Observe individuals outside and you’ll notice heads bowed and eyes looking down. A recent investigation of university students discovered that one-quarter of pedestrians were fixated on a mobile device while crossing intersections.

“I don’t believe people realize the extent of their distraction and how their situational awareness changes when they’re strolling and utilizing a phone,” stated Wayne Giang, an engineering assistant professor at the University of Florida who has explored the connection between phone use and walking incidents.

Undoubtedly, our gadgets can lead to what some specialists refer to as “inattentional blindness.” One investigation found that individuals were half as inclined to acknowledge a clown on a unicycle — an amusing sight — while strolling and chatting on the phone.

However, that screen in your hand isn’t only diverting your concentration. It additionally alters your disposition, your stride, and your position — and hampers your capacity to travel from point A to point B without getting into trouble.
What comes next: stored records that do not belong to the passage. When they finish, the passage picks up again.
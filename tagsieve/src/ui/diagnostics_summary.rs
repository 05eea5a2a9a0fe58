// tagsieve/src/ui/diagnostics_summary.rs
//! Prints the per-kind counts and the messages of a scan.

use std::io::{self, Write};
use tagsieve_core::{DiagnosticKind, ScanResult};

use crate::ui::output_format::styled;
use crate::ui::theme::{ThemeEntry, ThemeMap};

pub fn print_summary<W: Write>(
    result: &ScanResult,
    writer: &mut W,
    theme: &ThemeMap,
    enable_colors: bool,
) -> io::Result<()> {
    if result.is_clean() {
        return writeln!(
            writer,
            "{}",
            styled("No changes were needed.", ThemeEntry::Success, theme, enable_colors)
        );
    }

    writeln!(
        writer,
        "{}",
        styled("Scan Summary:", ThemeEntry::Header, theme, enable_colors)
    )?;
    for kind in DiagnosticKind::ALL {
        let count = result.count_of(kind);
        if count == 0 {
            continue;
        }
        writeln!(
            writer,
            "  {}: {}",
            styled(kind.as_str(), ThemeEntry::SummaryKind, theme, enable_colors),
            styled(&count.to_string(), ThemeEntry::SummaryCount, theme, enable_colors)
        )?;
    }

    writeln!(
        writer,
        "{}",
        styled("Diagnostics:", ThemeEntry::Header, theme, enable_colors)
    )?;
    for (index, diagnostic) in result.diagnostics().iter().enumerate() {
        writeln!(
            writer,
            "  {}. {}",
            index + 1,
            styled(&diagnostic.message, ThemeEntry::DiagnosticMessage, theme, enable_colors)
        )?;
    }
    writeln!(
        writer,
        "Total: {} change(s) in {:.3?}",
        result.diagnostics().len(),
        result.elapsed()
    )
}

#[cfg(test)]
mod tests {
    use super::*;
    use crate::ui::theme::ThemeStyle;
    use tagsieve_core::{headless_scan, Policy};

    #[test]
    fn lists_counts_then_messages() {
        let policy = Policy::load_default().unwrap();
        let result = headless_scan("<blink>a</blink><script>b</script>", &policy).unwrap();
        let mut out = Vec::new();
        print_summary(&result, &mut out, &ThemeStyle::default_theme_map(), false).unwrap();
        let text = String::from_utf8(out).unwrap();
        assert!(text.contains("  tag_filtered: 1"));
        assert!(text.contains("  tag_removed: 1"));
        assert!(text.contains("  2. The \"script\" tag has been removed for security reasons."));
        assert!(text.contains("Total: 2 change(s)"));
    }

    #[test]
    fn clean_input_prints_one_line() {
        let policy = Policy::load_default().unwrap();
        let result = headless_scan("<b>fine</b>", &policy).unwrap();
        let mut out = Vec::new();
        print_summary(&result, &mut out, &ThemeStyle::default_theme_map(), false).unwrap();
        assert_eq!(String::from_utf8(out).unwrap(), "No changes were needed.\n");
    }
}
How a phone disrupts your pace

While we walk and employ a phone at the same time, Giang stated, we instinctually modify how we move. Video footage of pedestrians has shown that individuals on phones walk about 10% slower than those who are not distracted.

“You notice a number of gait changes that indicate reduced speed,” stated Patrick Crowley, a project manager at the Technical University of Denmark who has analyzed the biomechanics of strolling while using a phone. “People take abbreviated strides and spend increased periods with both feet planted on the ground.”

These alterations can congest pedestrian traffic. Moreover, if strolling comprises a significant portion of your everyday physical activity, sauntering with a phone may have repercussions for your fitness, according to Elroy Aguiar, an assistant professor of exercise science at the University of Alabama.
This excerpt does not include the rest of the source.